(Saved data entries)
---------------
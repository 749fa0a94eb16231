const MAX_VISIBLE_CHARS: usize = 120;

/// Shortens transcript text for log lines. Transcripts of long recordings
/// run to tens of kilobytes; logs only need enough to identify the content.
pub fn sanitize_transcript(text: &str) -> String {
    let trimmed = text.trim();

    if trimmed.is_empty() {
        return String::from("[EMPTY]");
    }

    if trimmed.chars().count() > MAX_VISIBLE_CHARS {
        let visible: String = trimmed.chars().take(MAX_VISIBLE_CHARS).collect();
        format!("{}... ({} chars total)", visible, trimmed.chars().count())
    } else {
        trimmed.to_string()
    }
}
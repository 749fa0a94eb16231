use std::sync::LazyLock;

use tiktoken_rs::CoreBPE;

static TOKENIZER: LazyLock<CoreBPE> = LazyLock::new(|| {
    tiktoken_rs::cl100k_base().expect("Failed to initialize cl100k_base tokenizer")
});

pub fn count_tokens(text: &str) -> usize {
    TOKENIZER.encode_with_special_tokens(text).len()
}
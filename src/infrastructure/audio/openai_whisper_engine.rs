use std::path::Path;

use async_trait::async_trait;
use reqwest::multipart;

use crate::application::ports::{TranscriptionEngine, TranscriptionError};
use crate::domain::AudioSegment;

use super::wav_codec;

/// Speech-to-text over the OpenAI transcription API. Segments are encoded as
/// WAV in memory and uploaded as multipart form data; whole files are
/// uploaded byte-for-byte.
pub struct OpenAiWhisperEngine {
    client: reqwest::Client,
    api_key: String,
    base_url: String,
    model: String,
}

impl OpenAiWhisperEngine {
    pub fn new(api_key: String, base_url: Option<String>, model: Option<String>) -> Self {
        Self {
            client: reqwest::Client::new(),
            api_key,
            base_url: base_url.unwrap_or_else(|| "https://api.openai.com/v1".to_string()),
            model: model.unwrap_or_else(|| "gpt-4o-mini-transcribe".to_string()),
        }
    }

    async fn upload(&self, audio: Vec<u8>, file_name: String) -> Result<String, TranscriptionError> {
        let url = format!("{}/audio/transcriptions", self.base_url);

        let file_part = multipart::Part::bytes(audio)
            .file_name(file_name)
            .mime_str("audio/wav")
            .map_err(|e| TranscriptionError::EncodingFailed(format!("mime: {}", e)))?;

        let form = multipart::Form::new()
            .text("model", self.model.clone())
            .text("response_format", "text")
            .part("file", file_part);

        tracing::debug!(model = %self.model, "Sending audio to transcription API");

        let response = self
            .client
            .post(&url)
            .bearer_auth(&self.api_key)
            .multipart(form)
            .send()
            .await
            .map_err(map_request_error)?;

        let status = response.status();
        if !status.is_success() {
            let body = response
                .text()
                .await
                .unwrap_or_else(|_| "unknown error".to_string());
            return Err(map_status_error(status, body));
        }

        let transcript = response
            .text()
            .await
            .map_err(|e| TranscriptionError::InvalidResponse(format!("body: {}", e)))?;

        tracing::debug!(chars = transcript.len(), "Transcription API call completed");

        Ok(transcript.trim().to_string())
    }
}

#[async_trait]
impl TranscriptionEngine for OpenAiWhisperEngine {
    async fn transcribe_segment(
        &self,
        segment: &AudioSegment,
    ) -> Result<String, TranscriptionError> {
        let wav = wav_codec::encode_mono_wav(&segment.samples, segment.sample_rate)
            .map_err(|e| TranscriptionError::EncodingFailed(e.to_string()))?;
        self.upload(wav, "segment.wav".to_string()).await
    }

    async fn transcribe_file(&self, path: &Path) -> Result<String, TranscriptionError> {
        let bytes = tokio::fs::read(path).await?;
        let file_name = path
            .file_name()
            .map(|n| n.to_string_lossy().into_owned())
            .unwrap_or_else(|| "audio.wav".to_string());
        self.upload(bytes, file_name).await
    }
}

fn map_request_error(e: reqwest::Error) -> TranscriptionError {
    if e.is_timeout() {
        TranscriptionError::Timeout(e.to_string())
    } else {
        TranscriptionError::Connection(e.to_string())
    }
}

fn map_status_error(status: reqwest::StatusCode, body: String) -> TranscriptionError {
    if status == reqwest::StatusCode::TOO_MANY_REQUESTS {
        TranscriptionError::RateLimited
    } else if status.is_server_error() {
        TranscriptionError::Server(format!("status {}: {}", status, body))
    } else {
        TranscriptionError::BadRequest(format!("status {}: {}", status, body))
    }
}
---------------
=== TASK INSTRUCTIONS ===
In full and word for word, set down the records shown above.

=== ANSWER ===
repository 749fa0a94eb16231
const MAX_VISIBLE_CHARS: usize = 120;

/// Shortens transcript text for log lines. Transcripts of long recordings
/// run to tens of kilobytes; logs only need enough to identify the content.
pub fn sanitize_transcript(text: &str) -> String {
    let trimmed = text.trim();

    if trimmed.is_empty() {
        return String::from("[EMPTY]");
    }

    if trimmed.chars().count() > MAX_VISIBLE_CHARS {
        let visible: String = trimmed.chars().take(MAX_VISIBLE_CHARS).collect();
        format!("{}... ({} chars total)", visible, trimmed.chars().count())
    } else {
        trimmed.to_string()
    }
}
repository 749fa0a94eb16231
use std::sync::LazyLock;

use tiktoken_rs::CoreBPE;

static TOKENIZER: LazyLock<CoreBPE> = LazyLock::new(|| {
    tiktoken_rs::cl100k_base().expect("Failed to initialize cl100k_base tokenizer")
});

pub fn count_tokens(text: &str) -> usize {
    TOKENIZER.encode_with_special_tokens(text).len()
}
filename src/infrastructure/audio/openai_whisper_engine.rs
use std::path::Path;

use async_trait::async_trait;
use reqwest::multipart;

use crate::application::ports::{TranscriptionEngine, TranscriptionError};
use crate::domain::AudioSegment;

use super::wav_codec;

/// Speech-to-text over the OpenAI transcription API. Segments are encoded as
/// WAV in memory and uploaded as multipart form data; whole files are
/// uploaded byte-for-byte.
pub struct OpenAiWhisperEngine {
    client: reqwest::Client,
    api_key: String,
    base_url: String,
    model: String,
}

impl OpenAiWhisperEngine {
    pub fn new(api_key: String, base_url: Option<String>, model: Option<String>) -> Self {
        Self {
            client: reqwest::Client::new(),
            api_key,
            base_url: base_url.unwrap_or_else(|| "https://api.openai.com/v1".to_string()),
            model: model.unwrap_or_else(|| "gpt-4o-mini-transcribe".to_string()),
        }
    }

    async fn upload(&self, audio: Vec<u8>, file_name: String) -> Result<String, TranscriptionError> {
        let url = format!("{}/audio/transcriptions", self.base_url);

        let file_part = multipart::Part::bytes(audio)
            .file_name(file_name)
            .mime_str("audio/wav")
            .map_err(|e| TranscriptionError::EncodingFailed(format!("mime: {}", e)))?;

        let form = multipart::Form::new()
            .text("model", self.model.clone())
            .text("response_format", "text")
            .part("file", file_part);

        tracing::debug!(model = %self.model, "Sending audio to transcription API");

        let response = self
            .client
            .post(&url)
            .bearer_auth(&self.api_key)
            .multipart(form)
            .send()
            .await
            .map_err(map_request_error)?;

        let status = response.status();
        if !status.is_success() {
            let body = response
                .text()
                .await
                .unwrap_or_else(|_| "unknown error".to_string());
            return Err(map_status_error(status, body));
        }

        let transcript = response
            .text()
            .await
            .map_err(|e| TranscriptionError::InvalidResponse(format!("body: {}", e)))?;

        tracing::debug!(chars = transcript.len(), "Transcription API call completed");

        Ok(transcript.trim().to_string())
    }
}

#[async_trait]
impl TranscriptionEngine for OpenAiWhisperEngine {
    async fn transcribe_segment(
        &self,
        segment: &AudioSegment,
    ) -> Result<String, TranscriptionError> {
        let wav = wav_codec::encode_mono_wav(&segment.samples, segment.sample_rate)
            .map_err(|e| TranscriptionError::EncodingFailed(e.to_string()))?;
        self.upload(wav, "segment.wav".to_string()).await
    }

    async fn transcribe_file(&self, path: &Path) -> Result<String, TranscriptionError> {
        let bytes = tokio::fs::read(path).await?;
        let file_name = path
            .file_name()
            .map(|n| n.to_string_lossy().into_owned())
            .unwrap_or_else(|| "audio.wav".to_string());
        self.upload(bytes, file_name).await
    }
}

fn map_request_error(e: reqwest::Error) -> TranscriptionError {
    if e.is_timeout() {
        TranscriptionError::Timeout(e.to_string())
    } else {
        TranscriptionError::Connection(e.to_string())
    }
}

fn map_status_error(status: reqwest::StatusCode, body: String) -> TranscriptionError {
    if status == reqwest::StatusCode::TOO_MANY_REQUESTS {
        TranscriptionError::RateLimited
    } else if status.is_server_error() {
        TranscriptionError::Server(format!("status {}: {}", status, body))
    } else {
        TranscriptionError::BadRequest(format!("status {}: {}", status, body))
    }
}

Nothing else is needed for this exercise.